[RECORDS PROVIDED Boundary: Start]

//! Radiograph ingestion.
//!
//! Accepts DICOM or standard raster uploads and produces the normalized
//! 3-channel image the detector and visualizer work on.
//!
//! # Example
//!
//! ```ignore
//! use std::path::Path;
//! use pulmo_triage::imaging::{ImageNormalizer, NormalizerConfig};
//!
//! let normalizer = ImageNormalizer::new(NormalizerConfig::default());
//! let image = normalizer.normalize_file(Path::new("study/chest.dcm"))?;
//! std::fs::write("chest.jpg", &image.jpeg)?;
//! ```

mod format;
mod intensity;
mod native;
mod normalize;

pub use format::{detect_format, detect_format_path, has_native_marker, InputFormat};
pub use intensity::{
    apply_voi, equalize_adaptive, equalize_global, invert, render, rescale_to_u8, GrayFrame, RenderOptions,
    VoiTransform,
};
pub use native::{
    decode_native, frame_from_pixels, to_luminance, unpack_samples, PixelLayout, NATIVE_TRANSFER_SYNTAXES,
};
pub use normalize::{
    encode_jpeg, Equalization, ImageNormalizer, NormalizedImage, NormalizerConfig, DEFAULT_JPEG_QUALITY,
    DEFAULT_TARGET_SIZE,
};
//! Native radiograph (DICOM) decoding.
//!
//! Only uncompressed transfer syntaxes are accepted. Pixel data is unpacked
//! from its stored bit depth, passed through the modality rescale and
//! reduced to a single luminance channel. Only the first frame is read.

use super::intensity::GrayFrame;
#[cfg(feature = "dicom")]
use super::intensity::VoiTransform;
use crate::error::TriageError;

/// Uncompressed transfer syntaxes the decoder understands.
pub const NATIVE_TRANSFER_SYNTAXES: [&str; 4] = [
    "1.2.840.10008.1.2",
    "1.2.840.10008.1.2.1",
    "1.2.840.10008.1.2.1.99",
    "1.2.840.10008.1.2.2",
];

/// Pixel layout read from the image pixel module.
#[derive(Debug, Clone, Copy, PartialEq, Eq)]
pub struct PixelLayout {
    pub rows: u32,
    pub columns: u32,
    pub samples_per_pixel: u16,
    /// 0 = interleaved (RGBRGB), 1 = planar (RR..GG..BB..)
    pub planar_configuration: u16,
    pub bits_allocated: u16,
    pub bits_stored: u16,
    pub signed: bool,
}

impl PixelLayout {
    fn pixel_count(&self) -> usize {
        self.rows as usize * self.columns as usize
    }
}

/// Unpack little-endian stored samples into numeric values.
///
/// Values are masked to `bits_stored` and sign-extended when `signed`.
/// Exactly `count` samples are read; fewer available bytes is an error.
pub fn unpack_samples(bytes: &[u8], layout: &PixelLayout, count: usize) -> Result<Vec<f64>, TriageError> {
    let width = match layout.bits_allocated {
        8 => 1,
        16 => 2,
        32 => 4,
        other => {
            return Err(TriageError::UnsupportedFormat(format!(
                "Bits Allocated {} is not supported",
                other
            )))
        }
    };

    let needed = count * width;
    if bytes.len() < needed {
        return Err(TriageError::Decode(format!(
            "Pixel data holds {} bytes, need {}",
            bytes.len(),
            needed
        )));
    }

    let stored = u32::from(layout.bits_stored.clamp(1, layout.bits_allocated));
    let mask: u64 = (1u64 << stored) - 1;
    let sign_bit: u64 = 1u64 << (stored - 1);

    let samples = bytes[..needed]
        .chunks_exact(width)
        .map(|chunk| {
            let raw = match width {
                1 => u64::from(chunk[0]),
                2 => u64::from(u16::from_le_bytes([chunk[0], chunk[1]])),
                _ => u64::from(u32::from_le_bytes([chunk[0], chunk[1], chunk[2], chunk[3]])),
            } & mask;

            if layout.signed && raw & sign_bit != 0 {
                raw as f64 - (1u64 << stored) as f64
            } else {
                raw as f64
            }
        })
        .collect();

    Ok(samples)
}

/// Collapse multi-sample pixels to luminance by averaging channels.
pub fn to_luminance(samples: &[f64], layout: &PixelLayout) -> Vec<f64> {
    let spp = usize::from(layout.samples_per_pixel.max(1));
    if spp == 1 {
        return samples.to_vec();
    }

    let n = layout.pixel_count();
    (0..n)
        .map(|i| {
            let sum: f64 = if layout.planar_configuration == 1 {
                (0..spp).map(|c| samples[c * n + i]).sum()
            } else {
                samples[i * spp..(i + 1) * spp].iter().sum()
            };
            sum / spp as f64
        })
        .collect()
}

/// Build a grayscale frame from raw first-frame pixel bytes.
pub fn frame_from_pixels(
    bytes: &[u8],
    layout: &PixelLayout,
    slope: f64,
    intercept: f64,
    inverted: bool,
) -> Result<GrayFrame, TriageError> {
    if layout.rows == 0 || layout.columns == 0 {
        return Err(TriageError::Decode("Image has zero rows or columns".to_string()));
    }

    let count = layout.pixel_count() * usize::from(layout.samples_per_pixel.max(1));
    let raw = unpack_samples(bytes, layout, count)?;
    let samples = to_luminance(&raw, layout)
        .into_iter()
        .map(|v| v * slope + intercept)
        .collect();

    Ok(GrayFrame {
        width: layout.columns,
        height: layout.rows,
        samples,
        inverted,
        voi: None,
    })
}

/// Decode the first frame of a DICOM file.
#[cfg(feature = "dicom")]
pub fn decode_native(bytes: &[u8]) -> Result<GrayFrame, TriageError> {
    use dicom_core::Tag;

    const SAMPLES_PER_PIXEL: Tag = Tag(0x0028, 0x0002);
    const PHOTOMETRIC_INTERPRETATION: Tag = Tag(0x0028, 0x0004);
    const PLANAR_CONFIGURATION: Tag = Tag(0x0028, 0x0006);
    const ROWS: Tag = Tag(0x0028, 0x0010);
    const COLUMNS: Tag = Tag(0x0028, 0x0011);
    const BITS_ALLOCATED: Tag = Tag(0x0028, 0x0100);
    const BITS_STORED: Tag = Tag(0x0028, 0x0101);
    const PIXEL_REPRESENTATION: Tag = Tag(0x0028, 0x0103);
    const WINDOW_CENTER: Tag = Tag(0x0028, 0x1050);
    const WINDOW_WIDTH: Tag = Tag(0x0028, 0x1051);
    const RESCALE_INTERCEPT: Tag = Tag(0x0028, 0x1052);
    const RESCALE_SLOPE: Tag = Tag(0x0028, 0x1053);
    const VOI_LUT_SEQUENCE: Tag = Tag(0x0028, 0x3010);
    const LUT_DESCRIPTOR: Tag = Tag(0x0028, 0x3002);
    const LUT_DATA: Tag = Tag(0x0028, 0x3006);
    const PIXEL_DATA: Tag = Tag(0x7FE0, 0x0010);

    let body = if super::format::has_native_marker(bytes) {
        &bytes[128..]
    } else if bytes.starts_with(b"DICM") {
        bytes
    } else {
        return Err(TriageError::Decode("Missing DICM marker".to_string()));
    };

    let meta = dicom_object::FileMetaTable::from_reader(body)
        .map_err(|e| TriageError::Decode(format!("Failed to parse DICOM file meta: {}", e)))?;
    let syntax = meta.transfer_syntax().trim_end_matches(['\0', ' ']);
    if !NATIVE_TRANSFER_SYNTAXES.contains(&syntax) {
        return Err(TriageError::UnsupportedFormat(format!(
            "Compressed transfer syntax {} is not supported",
            syntax
        )));
    }

    let obj = dicom_object::from_reader(body)
        .map_err(|e| TriageError::Decode(format!("Failed to parse DICOM: {}", e)))?;

    let uint = |tag: Tag, default: u16| -> Result<u16, TriageError> {
        match obj.element(tag) {
            Ok(elem) => elem
                .to_int::<u16>()
                .map_err(|e| TriageError::Decode(format!("Bad value for {}: {}", tag, e))),
            Err(_) => Ok(default),
        }
    };
    let float = |tag: Tag| -> Option<f64> {
        obj.element(tag)
            .ok()
            .and_then(|e| e.to_multi_float64().ok())
            .and_then(|v| v.first().copied())
    };

    let rows = obj
        .element(ROWS)
        .map_err(|_| TriageError::Decode("Missing Rows".to_string()))?;
    let columns = obj
        .element(COLUMNS)
        .map_err(|_| TriageError::Decode("Missing Columns".to_string()))?;

    let bits_allocated = uint(BITS_ALLOCATED, 16)?;
    let layout = PixelLayout {
        rows: u32::from(
            rows.to_int::<u16>()
                .map_err(|e| TriageError::Decode(format!("Bad Rows: {}", e)))?,
        ),
        columns: u32::from(
            columns
                .to_int::<u16>()
                .map_err(|e| TriageError::Decode(format!("Bad Columns: {}", e)))?,
        ),
        samples_per_pixel: uint(SAMPLES_PER_PIXEL, 1)?,
        planar_configuration: uint(PLANAR_CONFIGURATION, 0)?,
        bits_allocated,
        bits_stored: uint(BITS_STORED, bits_allocated)?,
        signed: uint(PIXEL_REPRESENTATION, 0)? == 1,
    };

    let photometric = obj
        .element(PHOTOMETRIC_INTERPRETATION)
        .ok()
        .and_then(|e| e.to_str().ok())
        .map(|s| s.trim().to_string())
        .unwrap_or_else(|| "MONOCHROME2".to_string());

    let pixel_data = obj
        .element(PIXEL_DATA)
        .map_err(|_| TriageError::Decode("Missing Pixel Data".to_string()))?
        .to_bytes()
        .map_err(|e| TriageError::Decode(format!("Unreadable Pixel Data: {}", e)))?;

    let mut frame = frame_from_pixels(
        &pixel_data,
        &layout,
        float(RESCALE_SLOPE).unwrap_or(1.0),
        float(RESCALE_INTERCEPT).unwrap_or(0.0),
        photometric == "MONOCHROME1",
    )?;

    let lut = obj
        .element(VOI_LUT_SEQUENCE)
        .ok()
        .and_then(|seq| seq.items().and_then(|items| items.first()))
        .and_then(|item| {
            let descriptor = item.element(LUT_DESCRIPTOR).ok()?.to_multi_int::<i32>().ok()?;
            let entries = item.element(LUT_DATA).ok()?.to_multi_float64().ok()?;
            let first_mapped = f64::from(*descriptor.get(1)?);
            Some(VoiTransform::Lut {
                first_mapped,
                entries,
            })
        });

    frame.voi = lut.or_else(|| {
        Some(VoiTransform::Window {
            center: float(WINDOW_CENTER)?,
            width: float(WINDOW_WIDTH)?,
        })
    });

    Ok(frame)
}

#[cfg(not(feature = "dicom"))]
pub fn decode_native(_bytes: &[u8]) -> Result<GrayFrame, TriageError> {
    Err(TriageError::UnsupportedFormat(
        "DICOM support is not compiled in (enable the `dicom` feature)".to_string(),
    ))
}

[RECORDS PROVIDED Boundary: End]

[WHAT THIS TASK INVOLVES]
Extract the lines of the preceding material that run from the line with "let samples = to_luminance(&raw, layout)" through the line with "const PLANAR_CONFIGURATION: Tag", inclusive, reproducing them exactly and adding nothing.

[ANSWER TO THE EXERCISE]
    let samples = to_luminance(&raw, layout)
        .into_iter()
        .map(|v| v * slope + intercept)
        .collect();

    Ok(GrayFrame {
        width: layout.columns,
        height: layout.rows,
        samples,
        inverted,
        voi: None,
    })
}

/// Decode the first frame of a DICOM file.
#[cfg(feature = "dicom")]
pub fn decode_native(bytes: &[u8]) -> Result<GrayFrame, TriageError> {
    use dicom_core::Tag;

    const SAMPLES_PER_PIXEL: Tag = Tag(0x0028, 0x0002);
    const PHOTOMETRIC_INTERPRETATION: Tag = Tag(0x0028, 0x0004);
    const PLANAR_CONFIGURATION: Tag = Tag(0x0028, 0x0006);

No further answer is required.